For the reasons stated above as to the IIED claim, Plaintiffs have alleged sufficient facts regarding Defendant’s conduct to support a prayer for punitive damages. As in Stoiber, the question of whether Defendant acted intentionally and with malice cannot be resolved on the face of the complaint.

The motion to strike is DENIED.

Punitive Damages for Ninth Cause of Action for Breach of Implied Covenant of Quiet Enjoyment

Plaintiffs request punitive damages in connection with the ninth cause of action. (Compl. ¶ 147.) As this claim is based on a contract, punitive damages cannot be awarded. (Civ. Code § 3294(a).) No opposition has been received from Plaintiffs on this issue. Accordingly, the motion to strike paragraph 147 is GRANTED WITHOUT LEAVE TO AMEND.

Attorney Fees

Plaintiffs request attorney fees pursuant to CCP § 1021.5. (Compl. ¶ 75.)
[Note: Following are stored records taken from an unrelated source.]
//! Approval Gate: the single transition out of `pending_review`.
//!
//! Runs inside one IMMEDIATE transaction with the locks of every audited
//! medication held. Any error drops the transaction, so either every entry's
//! delta commits together with the new status or nothing does.

use chrono::NaiveDateTime;
use rusqlite::Connection;

use crate::db;
use crate::directory::{require_staff, ReviewPolicy, StaffDirectory};
use crate::error::CustodyError;
use crate::inventory;
use crate::models::enums::{CustodyCause, ReviewDecision};
use crate::models::{AuditSubmission, ReviewRequest};

pub fn decide(
    conn: &Connection,
    staff: &dyn StaffDirectory,
    policy: &dyn ReviewPolicy,
    request: &ReviewRequest,
    at: NaiveDateTime,
) -> Result<AuditSubmission, CustodyError> {
    let audit = db::get_audit_submission(conn, request.audit_id)?
        .ok_or_else(|| CustodyError::not_found("Audit", request.audit_id))?;

    // Terminal status wins over every caller check: a decided audit answers
    // AlreadyDecided to anyone.
    if audit.status.is_terminal() {
        return Err(CustodyError::AlreadyDecided {
            audit_id: audit.id,
            status: audit.status.as_str(),
        });
    }

    let reviewer = require_staff(staff, &request.reviewer_id)?;
    if !policy.can_review(&reviewer) {
        return Err(CustodyError::Forbidden {
            staff_id: reviewer.id,
            action: "review medication audits",
        });
    }
    if reviewer.id == audit.submitted_by {
        return Err(CustodyError::SelfReviewForbidden {
            staff_id: reviewer.id,
            audit_id: audit.id,
        });
    }

    if request.decision == ReviewDecision::Approve {
        reconcile(conn, &audit, at)?;
    }

    let outcome = request.decision.outcome();
    let transitioned = db::mark_audit_decided(
        conn,
        audit.id,
        &outcome,
        &reviewer.id,
        request.review_notes.as_deref(),
        &at,
    )?;
    if !transitioned {
        // Lost the check-and-set to another reviewer.
        let current = db::get_audit_submission(conn, audit.id)?
            .ok_or_else(|| CustodyError::not_found("Audit", audit.id))?;
        return Err(CustodyError::AlreadyDecided {
            audit_id: audit.id,
            status: current.status.as_str(),
        });
    }

    db::get_audit_submission(conn, audit.id)?
        .ok_or_else(|| CustodyError::not_found("Audit", audit.id))
}

/// Re-validate every baseline, then apply every variance.
fn reconcile(
    conn: &Connection,
    audit: &AuditSubmission,
    at: NaiveDateTime,
) -> Result<(), CustodyError> {
    for entry in &audit.entries {
        let medication = inventory::require_medication(conn, &entry.medication_id)?;
        if !medication.is_active() {
            return Err(CustodyError::InvalidMedication {
                medication_id: medication.id,
                reason: format!("{} was discontinued after the count", medication.name),
            });
        }
        if medication.current_count != entry.previous_count {
            tracing::warn!(
                audit_id = audit.id,
                medication_id = %medication.id,
                expected = entry.previous_count,
                live = medication.current_count,
                "Approval rejected: count drifted since submission"
            );
            return Err(CustodyError::ConcurrentModification {
                audit_id: audit.id,
                medication_id: medication.id,
                expected: entry.previous_count,
                live: medication.current_count,
            });
        }
    }

    let cause_ref = audit.id.to_string();
    for entry in audit.entries.iter().filter(|e| e.has_discrepancy()) {
        inventory::apply_delta(
            conn,
            &entry.medication_id,
            entry.variance,
            CustodyCause::Audit,
            &cause_ref,
            at,
        )?;
    }
    Ok(())
}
An award of attorney fees is appropriate “to a successful party … in any action which has resulted in the enforcement of an important right affecting the public interest.” (CCP § 1021.5.) The three factors necessary to support an award of attorney fees pursuant to CCP § 1021.5 are: “(1) [the] action has resulted in the enforcement of an important right affecting the public interest,’ (2) a significant benefit, whether pecuniary or nonpecuniary has been conferred on the general public or a large class of persons and (3) the necessity and financial burden of private enforcement are such as to make the award appropriate.” (In re Conservatorship of Whitley (2010) 50 Cal.4th 1206, 1214.)
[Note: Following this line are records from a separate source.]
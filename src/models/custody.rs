use chrono::NaiveDateTime;
use serde::{Deserialize, Serialize};
use uuid::Uuid;

use super::enums::CustodyCause;

/// One committed count change in a medication's hash-linked history.
#[derive(Debug, Clone, PartialEq, Serialize, Deserialize)]
pub struct CustodyRecord {
    pub id: i64,
    pub medication_id: Uuid,
    pub cause: CustodyCause,
    pub cause_ref: String,
    pub delta: i64,
    pub resulting_count: i64,
    pub recorded_at: NaiveDateTime,
    pub prev_hash: String,
    pub hash: String,
}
Here, it appears from the complaint that Plaintiffs are seeking to vindicate their own rights and not the rights of a large class of persons. Also, it appears that Plaintiffs’ financial interest in the case would transcend any motivation to protect the public. Accordingly, at this stage, attorney fees do not appear appropriate pursuant to CCP § 1021.5. Plaintiffs may request leave later in the proceedings to add a claim for fees under § 1021.5 if appropriate. The motion is GRANTED as to paragraph 75.

Plaintiffs point out in opposition that they may be entitled to attorney fees pursuant to the lease or Civ. Code §1942.4. However, Defendants did not move to strike the prayer for attorney fees or any requests for attorney fees made on a basis other than CCP § 1021.5.